━━━ EXTRACTED RECORDS ━━━

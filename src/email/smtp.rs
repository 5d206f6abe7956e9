//! SMTP 发送实现

use lettre::message::{Mailbox, header::ContentType};
use lettre::transport::smtp::authentication::Credentials;
use lettre::{AsyncSmtpTransport, AsyncTransport, Message, Tokio1Executor};
use tracing::info;

use super::EmailResult;
use crate::config::AppConfig;
use crate::errors::CampusRateError;

/// 发送一封纯文本邮件
pub async fn send_email(to: &str, subject: &str, body_text: &str) -> EmailResult<()> {
    let config = &AppConfig::get().email;

    // mock 模式：只打日志，便于本地开发与测试
    if config.mock {
        info!(
            "MOCK EMAIL to={} subject={} body:\n{}",
            to, subject, body_text
        );
        return Ok(());
    }

    let from: Mailbox = format!("{} <{}>", config.from_name, config.from_email)
        .parse()
        .map_err(|e| CampusRateError::mail_delivery(format!("Invalid from address: {e}")))?;

    let to_mailbox: Mailbox = to
        .parse()
        .map_err(|e| CampusRateError::mail_delivery(format!("Invalid to address: {e}")))?;

    let email = Message::builder()
        .from(from)
        .to(to_mailbox)
        .subject(subject)
        .header(ContentType::TEXT_PLAIN)
        .body(body_text.to_string())?;

    let creds = Credentials::new(config.smtp_username.clone(), config.smtp_password.clone());

    let mailer: AsyncSmtpTransport<Tokio1Executor> = if config.use_tls {
        AsyncSmtpTransport::<Tokio1Executor>::relay(&config.smtp_host)?
            .credentials(creds)
            .port(config.smtp_port)
            .build()
    } else {
        AsyncSmtpTransport::<Tokio1Executor>::builder_dangerous(&config.smtp_host)
            .credentials(creds)
            .port(config.smtp_port)
            .build()
    };

    mailer.send(email).await?;

    info!("Email sent successfully to: {}", to);

    Ok(())
}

━━━

WHAT THE TASK ASKS: Every one of the records is to be copied word for word.

FINAL ANSWER:
filename src/email/smtp.rs
repository 5d206f6abe7956e9
//! SMTP 发送实现

use lettre::message::{Mailbox, header::ContentType};
use lettre::transport::smtp::authentication::Credentials;
use lettre::{AsyncSmtpTransport, AsyncTransport, Message, Tokio1Executor};
use tracing::info;

use super::EmailResult;
use crate::config::AppConfig;
use crate::errors::CampusRateError;

/// 发送一封纯文本邮件
pub async fn send_email(to: &str, subject: &str, body_text: &str) -> EmailResult<()> {
    let config = &AppConfig::get().email;

    // mock 模式：只打日志，便于本地开发与测试
    if config.mock {
        info!(
            "MOCK EMAIL to={} subject={} body:\n{}",
            to, subject, body_text
        );
        return Ok(());
    }

    let from: Mailbox = format!("{} <{}>", config.from_name, config.from_email)
        .parse()
        .map_err(|e| CampusRateError::mail_delivery(format!("Invalid from address: {e}")))?;

    let to_mailbox: Mailbox = to
        .parse()
        .map_err(|e| CampusRateError::mail_delivery(format!("Invalid to address: {e}")))?;

    let email = Message::builder()
        .from(from)
        .to(to_mailbox)
        .subject(subject)
        .header(ContentType::TEXT_PLAIN)
        .body(body_text.to_string())?;

    let creds = Credentials::new(config.smtp_username.clone(), config.smtp_password.clone());

    let mailer: AsyncSmtpTransport<Tokio1Executor> = if config.use_tls {
        AsyncSmtpTransport::<Tokio1Executor>::relay(&config.smtp_host)?
            .credentials(creds)
            .port(config.smtp_port)
            .build()
    } else {
        AsyncSmtpTransport::<Tokio1Executor>::builder_dangerous(&config.smtp_host)
            .credentials(creds)
            .port(config.smtp_port)
            .build()
    };

    mailer.send(email).await?;

    info!("Email sent successfully to: {}", to);

    Ok(())
}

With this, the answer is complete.